[HOW TO COMPLETE THIS TASK]
What is needed is a faithful copy of all the records.

[DATA FOR ANALYSIS]
□ □ □ □

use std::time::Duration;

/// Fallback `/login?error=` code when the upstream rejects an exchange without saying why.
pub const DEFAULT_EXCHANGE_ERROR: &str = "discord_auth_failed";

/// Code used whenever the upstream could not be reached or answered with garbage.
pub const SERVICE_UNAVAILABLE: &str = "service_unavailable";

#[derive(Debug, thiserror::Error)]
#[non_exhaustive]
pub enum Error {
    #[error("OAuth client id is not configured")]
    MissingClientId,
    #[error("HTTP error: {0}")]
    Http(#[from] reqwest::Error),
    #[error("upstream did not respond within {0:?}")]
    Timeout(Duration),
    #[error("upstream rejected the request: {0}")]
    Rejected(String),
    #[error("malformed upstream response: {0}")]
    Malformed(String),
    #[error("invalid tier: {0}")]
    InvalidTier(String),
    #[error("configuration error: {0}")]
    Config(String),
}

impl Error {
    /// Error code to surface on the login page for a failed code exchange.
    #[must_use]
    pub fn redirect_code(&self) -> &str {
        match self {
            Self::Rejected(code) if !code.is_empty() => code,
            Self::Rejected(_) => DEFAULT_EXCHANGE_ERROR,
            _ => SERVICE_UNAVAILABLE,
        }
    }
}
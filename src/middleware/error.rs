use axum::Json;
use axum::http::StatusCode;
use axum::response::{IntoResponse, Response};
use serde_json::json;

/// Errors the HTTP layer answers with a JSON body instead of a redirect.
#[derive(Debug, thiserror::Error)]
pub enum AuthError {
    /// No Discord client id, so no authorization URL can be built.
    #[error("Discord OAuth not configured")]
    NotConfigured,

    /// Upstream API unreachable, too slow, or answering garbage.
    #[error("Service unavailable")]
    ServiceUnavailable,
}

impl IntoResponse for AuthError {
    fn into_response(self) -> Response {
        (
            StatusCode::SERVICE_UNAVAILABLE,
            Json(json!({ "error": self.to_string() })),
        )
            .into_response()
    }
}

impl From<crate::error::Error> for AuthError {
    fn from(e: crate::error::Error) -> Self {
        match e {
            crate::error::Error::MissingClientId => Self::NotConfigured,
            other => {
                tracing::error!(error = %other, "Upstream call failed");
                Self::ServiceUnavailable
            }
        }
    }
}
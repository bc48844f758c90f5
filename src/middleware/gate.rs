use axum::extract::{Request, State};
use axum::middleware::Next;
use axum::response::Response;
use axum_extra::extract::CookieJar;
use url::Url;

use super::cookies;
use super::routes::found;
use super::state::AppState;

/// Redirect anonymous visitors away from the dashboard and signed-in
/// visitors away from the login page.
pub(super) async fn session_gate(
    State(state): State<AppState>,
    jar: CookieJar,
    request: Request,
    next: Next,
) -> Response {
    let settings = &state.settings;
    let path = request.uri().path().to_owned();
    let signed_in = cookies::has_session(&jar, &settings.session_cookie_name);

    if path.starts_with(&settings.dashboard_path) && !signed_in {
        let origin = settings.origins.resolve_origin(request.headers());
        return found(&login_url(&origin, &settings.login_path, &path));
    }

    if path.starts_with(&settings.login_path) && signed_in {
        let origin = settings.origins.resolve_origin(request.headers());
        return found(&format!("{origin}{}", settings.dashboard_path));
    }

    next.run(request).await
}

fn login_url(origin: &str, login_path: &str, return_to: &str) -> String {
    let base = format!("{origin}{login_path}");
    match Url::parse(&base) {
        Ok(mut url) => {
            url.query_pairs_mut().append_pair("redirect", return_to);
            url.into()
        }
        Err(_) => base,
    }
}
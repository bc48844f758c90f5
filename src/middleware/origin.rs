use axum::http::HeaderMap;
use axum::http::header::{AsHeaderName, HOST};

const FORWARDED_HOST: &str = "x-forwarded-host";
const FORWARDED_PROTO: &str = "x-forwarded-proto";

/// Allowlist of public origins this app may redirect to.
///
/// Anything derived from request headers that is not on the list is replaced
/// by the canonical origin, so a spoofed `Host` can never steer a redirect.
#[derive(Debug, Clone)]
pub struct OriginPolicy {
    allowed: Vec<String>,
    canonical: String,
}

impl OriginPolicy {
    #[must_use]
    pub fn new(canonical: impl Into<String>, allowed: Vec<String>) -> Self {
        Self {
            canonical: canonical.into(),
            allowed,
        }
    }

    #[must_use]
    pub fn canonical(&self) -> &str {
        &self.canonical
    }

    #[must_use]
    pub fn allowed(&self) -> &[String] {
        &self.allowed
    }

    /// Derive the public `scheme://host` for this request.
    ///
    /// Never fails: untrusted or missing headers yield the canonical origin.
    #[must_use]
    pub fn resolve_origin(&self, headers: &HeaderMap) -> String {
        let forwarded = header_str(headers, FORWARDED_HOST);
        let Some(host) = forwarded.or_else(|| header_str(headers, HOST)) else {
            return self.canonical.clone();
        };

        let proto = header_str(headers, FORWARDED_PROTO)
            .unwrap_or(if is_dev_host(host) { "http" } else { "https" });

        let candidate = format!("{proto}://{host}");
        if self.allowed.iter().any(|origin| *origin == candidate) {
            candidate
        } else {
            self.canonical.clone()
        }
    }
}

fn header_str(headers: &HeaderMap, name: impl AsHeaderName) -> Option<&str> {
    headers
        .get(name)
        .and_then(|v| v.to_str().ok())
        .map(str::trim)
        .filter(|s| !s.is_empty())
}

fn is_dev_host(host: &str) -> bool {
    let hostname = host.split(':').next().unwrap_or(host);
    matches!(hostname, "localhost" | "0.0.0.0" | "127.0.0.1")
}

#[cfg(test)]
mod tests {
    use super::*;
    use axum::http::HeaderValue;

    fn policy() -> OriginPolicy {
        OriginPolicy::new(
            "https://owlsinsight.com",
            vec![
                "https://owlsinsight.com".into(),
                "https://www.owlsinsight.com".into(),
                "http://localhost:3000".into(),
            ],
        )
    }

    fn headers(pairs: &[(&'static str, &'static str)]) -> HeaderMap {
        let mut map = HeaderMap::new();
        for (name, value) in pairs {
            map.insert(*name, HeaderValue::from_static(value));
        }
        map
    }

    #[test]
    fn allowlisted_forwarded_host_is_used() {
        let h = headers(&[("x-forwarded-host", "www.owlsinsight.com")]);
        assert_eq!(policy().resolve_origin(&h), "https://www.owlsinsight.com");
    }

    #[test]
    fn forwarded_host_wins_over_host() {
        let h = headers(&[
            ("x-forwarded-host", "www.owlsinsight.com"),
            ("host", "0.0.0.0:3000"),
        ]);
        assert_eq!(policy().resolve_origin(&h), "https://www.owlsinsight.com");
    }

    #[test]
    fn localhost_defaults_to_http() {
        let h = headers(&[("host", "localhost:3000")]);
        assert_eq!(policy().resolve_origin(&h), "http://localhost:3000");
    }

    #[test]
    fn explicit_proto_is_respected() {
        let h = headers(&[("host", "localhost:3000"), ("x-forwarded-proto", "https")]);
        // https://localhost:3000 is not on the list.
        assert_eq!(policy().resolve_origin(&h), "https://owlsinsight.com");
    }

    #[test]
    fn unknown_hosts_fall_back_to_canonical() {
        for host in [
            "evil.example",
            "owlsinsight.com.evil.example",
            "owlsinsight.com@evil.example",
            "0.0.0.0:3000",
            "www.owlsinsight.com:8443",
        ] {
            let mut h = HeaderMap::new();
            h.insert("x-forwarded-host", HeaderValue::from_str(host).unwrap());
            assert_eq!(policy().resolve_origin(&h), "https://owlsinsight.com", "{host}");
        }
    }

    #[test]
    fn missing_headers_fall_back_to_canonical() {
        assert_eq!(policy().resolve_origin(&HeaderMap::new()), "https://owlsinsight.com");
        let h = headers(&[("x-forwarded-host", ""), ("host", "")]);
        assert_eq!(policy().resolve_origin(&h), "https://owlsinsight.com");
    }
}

□ □ □ □

[COMPLETED EXERCISE]
use std::time::Duration;

/// Fallback `/login?error=` code when the upstream rejects an exchange without saying why.
pub const DEFAULT_EXCHANGE_ERROR: &str = "discord_auth_failed";

/// Code used whenever the upstream could not be reached or answered with garbage.
pub const SERVICE_UNAVAILABLE: &str = "service_unavailable";

#[derive(Debug, thiserror::Error)]
#[non_exhaustive]
pub enum Error {
    #[error("OAuth client id is not configured")]
    MissingClientId,
    #[error("HTTP error: {0}")]
    Http(#[from] reqwest::Error),
    #[error("upstream did not respond within {0:?}")]
    Timeout(Duration),
    #[error("upstream rejected the request: {0}")]
    Rejected(String),
    #[error("malformed upstream response: {0}")]
    Malformed(String),
    #[error("invalid tier: {0}")]
    InvalidTier(String),
    #[error("configuration error: {0}")]
    Config(String),
}

impl Error {
    /// Error code to surface on the login page for a failed code exchange.
    #[must_use]
    pub fn redirect_code(&self) -> &str {
        match self {
            Self::Rejected(code) if !code.is_empty() => code,
            Self::Rejected(_) => DEFAULT_EXCHANGE_ERROR,
            _ => SERVICE_UNAVAILABLE,
        }
    }
}
filename src/middleware/error.rs
use axum::Json;
use axum::http::StatusCode;
use axum::response::{IntoResponse, Response};
use serde_json::json;

/// Errors the HTTP layer answers with a JSON body instead of a redirect.
#[derive(Debug, thiserror::Error)]
pub enum AuthError {
    /// No Discord client id, so no authorization URL can be built.
    #[error("Discord OAuth not configured")]
    NotConfigured,

    /// Upstream API unreachable, too slow, or answering garbage.
    #[error("Service unavailable")]
    ServiceUnavailable,
}

impl IntoResponse for AuthError {
    fn into_response(self) -> Response {
        (
            StatusCode::SERVICE_UNAVAILABLE,
            Json(json!({ "error": self.to_string() })),
        )
            .into_response()
    }
}

impl From<crate::error::Error> for AuthError {
    fn from(e: crate::error::Error) -> Self {
        match e {
            crate::error::Error::MissingClientId => Self::NotConfigured,
            other => {
                tracing::error!(error = %other, "Upstream call failed");
                Self::ServiceUnavailable
            }
        }
    }
}
repository bc48844f758c90f5
filename src/middleware/gate.rs
use axum::extract::{Request, State};
use axum::middleware::Next;
use axum::response::Response;
use axum_extra::extract::CookieJar;
use url::Url;

use super::cookies;
use super::routes::found;
use super::state::AppState;

/// Redirect anonymous visitors away from the dashboard and signed-in
/// visitors away from the login page.
pub(super) async fn session_gate(
    State(state): State<AppState>,
    jar: CookieJar,
    request: Request,
    next: Next,
) -> Response {
    let settings = &state.settings;
    let path = request.uri().path().to_owned();
    let signed_in = cookies::has_session(&jar, &settings.session_cookie_name);

    if path.starts_with(&settings.dashboard_path) && !signed_in {
        let origin = settings.origins.resolve_origin(request.headers());
        return found(&login_url(&origin, &settings.login_path, &path));
    }

    if path.starts_with(&settings.login_path) && signed_in {
        let origin = settings.origins.resolve_origin(request.headers());
        return found(&format!("{origin}{}", settings.dashboard_path));
    }

    next.run(request).await
}

fn login_url(origin: &str, login_path: &str, return_to: &str) -> String {
    let base = format!("{origin}{login_path}");
    match Url::parse(&base) {
        Ok(mut url) => {
            url.query_pairs_mut().append_pair("redirect", return_to);
            url.into()
        }
        Err(_) => base,
    }
}
repository bc48844f758c90f5
filename src/middleware/origin.rs
use axum::http::HeaderMap;
use axum::http::header::{AsHeaderName, HOST};

const FORWARDED_HOST: &str = "x-forwarded-host";
const FORWARDED_PROTO: &str = "x-forwarded-proto";

/// Allowlist of public origins this app may redirect to.
///
/// Anything derived from request headers that is not on the list is replaced
/// by the canonical origin, so a spoofed `Host` can never steer a redirect.
#[derive(Debug, Clone)]
pub struct OriginPolicy {
    allowed: Vec<String>,
    canonical: String,
}

impl OriginPolicy {
    #[must_use]
    pub fn new(canonical: impl Into<String>, allowed: Vec<String>) -> Self {
        Self {
            canonical: canonical.into(),
            allowed,
        }
    }

    #[must_use]
    pub fn canonical(&self) -> &str {
        &self.canonical
    }

    #[must_use]
    pub fn allowed(&self) -> &[String] {
        &self.allowed
    }

    /// Derive the public `scheme://host` for this request.
    ///
    /// Never fails: untrusted or missing headers yield the canonical origin.
    #[must_use]
    pub fn resolve_origin(&self, headers: &HeaderMap) -> String {
        let forwarded = header_str(headers, FORWARDED_HOST);
        let Some(host) = forwarded.or_else(|| header_str(headers, HOST)) else {
            return self.canonical.clone();
        };

        let proto = header_str(headers, FORWARDED_PROTO)
            .unwrap_or(if is_dev_host(host) { "http" } else { "https" });

        let candidate = format!("{proto}://{host}");
        if self.allowed.iter().any(|origin| *origin == candidate) {
            candidate
        } else {
            self.canonical.clone()
        }
    }
}

fn header_str(headers: &HeaderMap, name: impl AsHeaderName) -> Option<&str> {
    headers
        .get(name)
        .and_then(|v| v.to_str().ok())
        .map(str::trim)
        .filter(|s| !s.is_empty())
}

fn is_dev_host(host: &str) -> bool {
    let hostname = host.split(':').next().unwrap_or(host);
    matches!(hostname, "localhost" | "0.0.0.0" | "127.0.0.1")
}

#[cfg(test)]
mod tests {
    use super::*;
    use axum::http::HeaderValue;

    fn policy() -> OriginPolicy {
        OriginPolicy::new(
            "https://owlsinsight.com",
            vec![
                "https://owlsinsight.com".into(),
                "https://www.owlsinsight.com".into(),
                "http://localhost:3000".into(),
            ],
        )
    }

    fn headers(pairs: &[(&'static str, &'static str)]) -> HeaderMap {
        let mut map = HeaderMap::new();
        for (name, value) in pairs {
            map.insert(*name, HeaderValue::from_static(value));
        }
        map
    }

    #[test]
    fn allowlisted_forwarded_host_is_used() {
        let h = headers(&[("x-forwarded-host", "www.owlsinsight.com")]);
        assert_eq!(policy().resolve_origin(&h), "https://www.owlsinsight.com");
    }

    #[test]
    fn forwarded_host_wins_over_host() {
        let h = headers(&[
            ("x-forwarded-host", "www.owlsinsight.com"),
            ("host", "0.0.0.0:3000"),
        ]);
        assert_eq!(policy().resolve_origin(&h), "https://www.owlsinsight.com");
    }

    #[test]
    fn localhost_defaults_to_http() {
        let h = headers(&[("host", "localhost:3000")]);
        assert_eq!(policy().resolve_origin(&h), "http://localhost:3000");
    }

    #[test]
    fn explicit_proto_is_respected() {
        let h = headers(&[("host", "localhost:3000"), ("x-forwarded-proto", "https")]);
        // https://localhost:3000 is not on the list.
        assert_eq!(policy().resolve_origin(&h), "https://owlsinsight.com");
    }

    #[test]
    fn unknown_hosts_fall_back_to_canonical() {
        for host in [
            "evil.example",
            "owlsinsight.com.evil.example",
            "owlsinsight.com@evil.example",
            "0.0.0.0:3000",
            "www.owlsinsight.com:8443",
        ] {
            let mut h = HeaderMap::new();
            h.insert("x-forwarded-host", HeaderValue::from_str(host).unwrap());
            assert_eq!(policy().resolve_origin(&h), "https://owlsinsight.com", "{host}");
        }
    }

    #[test]
    fn missing_headers_fall_back_to_canonical() {
        assert_eq!(policy().resolve_origin(&HeaderMap::new()), "https://owlsinsight.com");
        let h = headers(&[("x-forwarded-host", ""), ("host", "")]);
        assert_eq!(policy().resolve_origin(&h), "https://owlsinsight.com");
    }
}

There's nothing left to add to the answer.